Он не успел ответить. Ладью качнуло так высоко, что она утратила вес, обрела подъемную силу и, легко оторвавшись от крепей, поплыла над ночной Москвой. Над блестящей, в кораблях и утках, рекой. Над скверами, где били фонтаны. Над площадями, в фиолетовых мазках фонарей. Над озаренными храмами, среди золотых кустистых крестов. Кремль, как диво, в дворцах и бойницах, белых соборах и зеленых кудрявых холмах, раскрыл внизу свою чашу. Проплывая над Кремлем, почти касаясь рукой колокольни Ивана Великого, Белосельцев наконец прочитал ту заветную надпись под куполом. Она гласила, что он, Белосельцев, начинает новую жизнь, и юная женщина, сидящая с ним в ладье, знает об этой жизни больше, чем он, ведет его своей хрупкой рукой.
Ладья опустилась на землю. Кругом смеялись, шумели. Он посмотрел на небо, где мерцали небесные водоросли, потревоженные полетом ладьи.
Они дошли до метро, спустились вниз, стали прощаться.
– Спасибо вам за чудесный день, Виктор Андреевич, – сказала она.
– Это я вам должен быть благодарен, Даша.

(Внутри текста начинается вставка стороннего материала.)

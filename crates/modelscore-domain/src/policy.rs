use crate::rule::Rule;
use modelscore_types::Severity;
use std::collections::BTreeMap;

/// Per-rule policy: enable/disable and an optional severity override.
#[derive(Clone, Debug, PartialEq, Eq)]
pub struct RulePolicy {
    pub enabled: bool,
    pub severity: Option<Severity>,
}

impl RulePolicy {
    pub fn enabled() -> Self {
        Self {
            enabled: true,
            severity: None,
        }
    }

    pub fn enabled_with_severity(severity: Severity) -> Self {
        Self {
            enabled: true,
            severity: Some(severity),
        }
    }

    pub fn disabled() -> Self {
        Self {
            enabled: false,
            severity: None,
        }
    }
}

/// Resolved configuration consumed by the engine.
///
/// Rules without a policy entry run at their declared severity; an entry can
/// disable a rule or override its severity.
#[derive(Clone, Debug, PartialEq, Eq)]
pub struct EffectiveConfig {
    pub max_violations: usize,
    pub rules: BTreeMap<String, RulePolicy>,
}

impl Default for EffectiveConfig {
    fn default() -> Self {
        Self {
            max_violations: 200,
            rules: BTreeMap::new(),
        }
    }
}

impl EffectiveConfig {
    /// Effective severity for a rule, or `None` when the rule is disabled.
    pub fn effective_severity(&self, rule: &dyn Rule) -> Option<Severity> {
        match self.rules.get(rule.name()) {
            Some(policy) if !policy.enabled => None,
            Some(policy) => Some(policy.severity.unwrap_or_else(|| rule.severity())),
            None => Some(rule.severity()),
        }
    }
}
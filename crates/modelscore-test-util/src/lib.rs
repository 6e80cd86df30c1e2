//! Shared test fixtures for the modelscore workspace.
//!
//! This crate is the explicit test-data provider: a sample manifest
//! document, the models built from it, and one example rule in every
//! declaration style. Fixtures are plain functions so each test owns its
//! data; nothing here is ambient global state.

#![forbid(unsafe_code)]

use modelscore_domain::model::Model;
use modelscore_domain::rule::{FnRule, Rule, rule};
use modelscore_types::RuleViolation;
use serde_json::{Map, Value, json};

/// Raw manifest document with two models and one child test node.
///
/// `model1` is deliberately under-documented (no description, no owner, an
/// undocumented column); `model2` is fully compliant.
pub fn raw_manifest() -> Value {
    json!({
        "nodes": {
            "model.package.model1": {
                "unique_id": "model.package.model1",
                "name": "model1",
                "resource_type": "model",
                "package_name": "package",
                "original_file_path": "models/model1.sql",
                "tags": [],
                "meta": {},
                "columns": {
                    "a": { "name": "a" }
                },
                "raw_code": "select 1 as a",
                "depends_on": { "nodes": [] }
            },
            "model.package.model2": {
                "unique_id": "model.package.model2",
                "name": "model2",
                "resource_type": "model",
                "package_name": "package",
                "original_file_path": "models/model2.sql",
                "description": "Second model.",
                "tags": ["core"],
                "meta": { "owner": "analytics" },
                "columns": {
                    "b": { "name": "b", "description": "Column b." }
                },
                "raw_code": "select 1 as b",
                "depends_on": { "nodes": [] }
            },
            "test.package.not_null_model1_a": {
                "unique_id": "test.package.not_null_model1_a",
                "name": "not_null_model1_a",
                "resource_type": "test",
                "depends_on": { "nodes": ["model.package.model1"] }
            }
        }
    })
}

fn node(manifest: &Value, key: &str) -> Map<String, Value> {
    manifest["nodes"][key]
        .as_object()
        .unwrap_or_else(|| panic!("fixture manifest must contain node `{key}`"))
        .clone()
}

pub fn model1() -> Model {
    let manifest = raw_manifest();
    let dependents = vec![node(&manifest, "test.package.not_null_model1_a")];
    Model::from_node(&node(&manifest, "model.package.model1"), &dependents)
        .expect("fixture node model1 must parse")
}

pub fn model2() -> Model {
    let manifest = raw_manifest();
    Model::from_node(&node(&manifest, "model.package.model2"), &[])
        .expect("fixture node model2 must parse")
}

fn flag_model1(model: &Model) -> Option<RuleViolation> {
    if model.name == "model1" {
        return Some(RuleViolation::new("Model1 is a violation."));
    }
    None
}

/// Example rule: bare function declaration with a documentation string.
pub fn example_rule() -> FnRule {
    rule("example_rule", flag_model1)
        .doc("Description of the rule.")
        .build()
        .expect("example rule must build")
}

/// Example rule with the default configuration spelled out explicitly.
/// Equivalent to [`example_rule`].
pub fn example_rule_default_config() -> FnRule {
    rule("example_rule", flag_model1)
        .doc("Description of the rule.")
        .severity(Default::default())
        .build()
        .expect("example rule must build")
}

/// Example rule with an explicit description overriding the doc text.
pub fn example_rule_explicit_description() -> FnRule {
    rule("example_rule", flag_model1)
        .doc("Doc text that the explicit description replaces.")
        .description("Description of the rule.")
        .build()
        .expect("example rule must build")
}

/// Example rule declared as a struct.
pub struct ExampleRule;

impl Rule for ExampleRule {
    fn name(&self) -> &str {
        "example_rule"
    }

    fn description(&self) -> &str {
        "Description of the rule."
    }

    fn evaluate(&self, model: &Model) -> Option<RuleViolation> {
        flag_model1(model)
    }
}

#[cfg(test)]
mod tests {
    use super::*;

    #[test]
    fn fixture_models_parse() {
        assert_eq!(model1().name, "model1");
        assert_eq!(model1().dependents.len(), 1);
        assert_eq!(model2().name, "model2");
        assert!(model2().has_description());
    }

    #[test]
    fn fixture_rules_share_one_description() {
        assert_eq!(example_rule().description(), "Description of the rule.");
        assert_eq!(
            example_rule_explicit_description().description(),
            "Description of the rule."
        );
        assert_eq!(ExampleRule.description(), "Description of the rule.");
    }
}
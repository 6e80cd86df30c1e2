use crate::model::Model;
use crate::rule::{FnRule, RuleDefinitionError, rule};
use modelscore_types::{RuleViolation, Severity, ids};

pub fn has_owner() -> Result<FnRule, RuleDefinitionError> {
    rule(ids::RULE_HAS_OWNER, |model: &Model| {
        if model.owner().is_some() {
            return None;
        }
        Some(RuleViolation::new(format!(
            "Model {} has no owner.",
            model.name
        )))
    })
    .description("A model should have an owner defined under `meta.owner`.")
    .severity(Severity::High)
    .build()
}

– Когда мы теперь увидимся?
– Позвоните мне, когда захотите.
– Ой, у меня нету ручки записать телефон.
– И я свою дома забыл.
– Я придумала. – Она извлекла из сумочки маленький цилиндрик с помадой. Выдавила наружу красный бархатистый язычок. Записала на билете с нарисованной летящей ладьей его телефон. На другом билете – свой. Протянула ему. – Будем друг другу звонить.
Подошел поезд, голубой, с зеркальными окнами. Она впорхнула в двери, махнула ему сквозь стекло. Поезд со звоном умчался.
Белосельцев стоял, улыбался. Представлял, как держится она за блестящий поручень, среди мелькающих ламп. Смотрит на квиток с красными письменами.